Hence, the curved surface area = 1056 cm² and the total surface area of the cylinder = 1749 cm².

(ii) Total surface area of cylinder = 2πr(h + r)

$= 2 \times \dfrac{22}{7} \times 21(21 + 5) \\[1em] = 2 \times \dfrac{22}{7} \times 21(26) \\[1em] = \dfrac{24024}{7} \\[1em] = 3432 \text{ cm}^2$

Curved surface area of cylinder = 2πrh

$= 2 \times \dfrac{22}{7} \times 21 \times 5 \\[1em] = \dfrac{4620}{7} \\[1em] = 660 \text{ cm}^2$

Hence, the curved surface area = 660 cm² and the total surface area of the cylinder = 3432 cm².

(iii) Total surface area of cylinder = 2πr(h + r)
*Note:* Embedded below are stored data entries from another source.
// Schema module
// The structured description of the relational schema and its conversion into retrievable documents

pub mod documents;

#[cfg(test)]
mod tests;

use anyhow::{Context, Result};
use serde::de::{self, Deserializer, MapAccess, Visitor};
use serde::{Deserialize, Serialize};
use std::fmt;
use std::fs;
use std::path::Path;

pub use documents::{DocumentType, RetrievableDocument, build_documents};

/// Sample values kept per column
pub const MAX_SAMPLE_VALUES: usize = 10;

/// Tables, relationships and few-shot examples describing the incident database
#[derive(Debug, Clone, PartialEq, Default, Deserialize)]
pub struct SchemaDescription {
    /// In document order
    #[serde(default, deserialize_with = "tables_in_document_order")]
    pub tables: Vec<TableSpec>,
    #[serde(default)]
    pub relationships: Vec<RelationshipSpec>,
    #[serde(default)]
    pub sample_queries: Vec<SampleQuery>,
}

#[derive(Debug, Clone, PartialEq, Default)]
pub struct TableSpec {
    pub name: String,
    pub description: Option<String>,
    pub columns: Vec<ColumnSpec>,
}

#[derive(Debug, Clone, PartialEq, Default, Deserialize, Serialize)]
pub struct ColumnSpec {
    pub name: String,
    #[serde(rename = "type", default)]
    pub data_type: String,
    #[serde(default)]
    pub description: Option<String>,
    #[serde(default)]
    pub synonyms: Vec<String>,
    #[serde(default)]
    pub sample_values: Vec<serde_json::Value>,
}

#[derive(Debug, Clone, PartialEq, Eq, Deserialize, Serialize)]
pub struct RelationshipSpec {
    pub from: String,
    pub to: String,
    /// Join column, present on both sides
    pub on: String,
    #[serde(rename = "type", default = "default_relationship_kind")]
    pub kind: String,
    #[serde(default)]
    pub description: Option<String>,
}

fn default_relationship_kind() -> String {
    "foreign_key".to_string()
}

#[derive(Debug, Clone, PartialEq, Eq, Deserialize, Serialize)]
pub struct SampleQuery {
    pub natural_language: String,
    pub sql: String,
}

#[derive(Deserialize)]
struct RawTable {
    #[serde(default)]
    description: Option<String>,
    #[serde(default)]
    columns: Vec<ColumnSpec>,
}

struct TablesVisitor;

impl<'de> Visitor<'de> for TablesVisitor {
    type Value = Vec<TableSpec>;

    fn expecting(&self, formatter: &mut fmt::Formatter<'_>) -> fmt::Result {
        formatter.write_str("a map of table name to table description")
    }

    fn visit_map<A>(self, mut access: A) -> Result<Self::Value, A::Error>
    where
        A: MapAccess<'de>,
    {
        let mut tables = Vec::with_capacity(access.size_hint().unwrap_or(0));

        while let Some((name, raw)) = access.next_entry::<String, RawTable>()? {
            if tables.iter().any(|t: &TableSpec| t.name == name) {
                return Err(de::Error::custom(format!("duplicate table `{name}`")));
            }
            tables.push(TableSpec {
                name,
                description: raw.description,
                columns: raw.columns,
            });
        }

        Ok(tables)
    }
}

fn tables_in_document_order<'de, D>(deserializer: D) -> Result<Vec<TableSpec>, D::Error>
where
    D: Deserializer<'de>,
{
    deserializer.deserialize_map(TablesVisitor)
}

impl SchemaDescription {
    #[inline]
    pub fn from_json(content: &str) -> Result<Self> {
        let mut schema: Self =
            serde_json::from_str(content).context("Failed to parse schema description")?;

        for column in schema.tables.iter_mut().flat_map(|t| t.columns.iter_mut()) {
            column.sample_values.truncate(MAX_SAMPLE_VALUES);
        }

        Ok(schema)
    }

    #[inline]
    pub fn load<P: AsRef<Path>>(path: P) -> Result<Self> {
        let path = path.as_ref();
        let content = fs::read_to_string(path)
            .with_context(|| format!("Failed to read schema file: {}", path.display()))?;
        Self::from_json(&content)
            .with_context(|| format!("Invalid schema file: {}", path.display()))
    }

    #[inline]
    pub fn table(&self, name: &str) -> Option<&TableSpec> {
        self.tables.iter().find(|t| t.name == name)
    }
}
$= 2 \times \dfrac{22}{7} \times 14(14 + 20) \\[1em] = 2 \times \dfrac{22}{7} \times 14(34) \\[1em] = \dfrac{20944}{7} \\[1em] = 2992 \text{ cm}^2$

Curved surface area of cylinder = 2πrh

$= 2 \times \dfrac{22}{7} \times 14 \times 20 \\[1em] = \dfrac{12320}{7} \\[1em] = 1760 \text{ cm}^2$

Hence, the curved surface area = 1760 cm² and the total surface area of the cylinder = 2992 cm².

(iv) Given, h = 1 m = 100 cm and r = 1.4 cm

Total surface area of cylinder = 2πr(h + r)

$= 2 \times \dfrac{22}{7} \times 1.4 \times (1.4 + 100) \\[1em] = 2 \times \dfrac{22}{7} \times 1.4 \times (101.4) \\[1em] = \dfrac{6246.24}{7} \\[1em] = 892.32 \text{ cm}^2$

Curved surface area of cylinder = 2πrh

$= 2 \times \dfrac{22}{7} \times 1.4 \times 100 \\[1em] = \dfrac{6160}{7} \\[1em] = 880 \text{ cm}^2$

Hence, the curved surface area = 880 cm² and the total surface area of the cylinder = 892.32 cm².